** SUPPLIED INFORMATION **
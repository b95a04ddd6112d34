use config::ConfigError;
use serde::Deserialize;
use serde::Serialize;

use crate::Error;
use crate::Result;

/// Command-tree layout and event delivery parameters
#[derive(Debug, Serialize, Deserialize, Clone)]
pub struct RegistryConfig {
    /// Root path of the command tree; immediate children are service ids
    /// Default value is set via default_root_path() function
    #[serde(default = "default_root_path")]
    pub root_path: String,

    /// Capacity of the change-event broadcast channel
    /// Slow subscribers that fall further behind than this lose events
    #[serde(default = "default_event_channel_capacity")]
    pub event_channel_capacity: usize,
}

impl Default for RegistryConfig {
    fn default() -> Self {
        Self {
            root_path: default_root_path(),
            event_channel_capacity: default_event_channel_capacity(),
        }
    }
}

impl RegistryConfig {
    pub fn validate(&self) -> Result<()> {
        if !self.root_path.starts_with('/') {
            return Err(Error::Config(ConfigError::Message(
                "root_path must be absolute (start with '/')".into(),
            )));
        }

        if self.root_path.len() > 1 && self.root_path.ends_with('/') {
            return Err(Error::Config(ConfigError::Message(
                "root_path must not end with '/'".into(),
            )));
        }

        if self.event_channel_capacity == 0 {
            return Err(Error::Config(ConfigError::Message(
                "event_channel_capacity must be greater than 0".into(),
            )));
        }

        Ok(())
    }
}

fn default_root_path() -> String {
    "/services/commands".to_string()
}
fn default_event_channel_capacity() -> usize {
    1024
}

** WHAT YOU NEED TO DO **
Lines containing the word "impl" must be found in the data above and copied.

** RESULT FOR THIS TASK **
impl Default for RegistryConfig {
impl RegistryConfig {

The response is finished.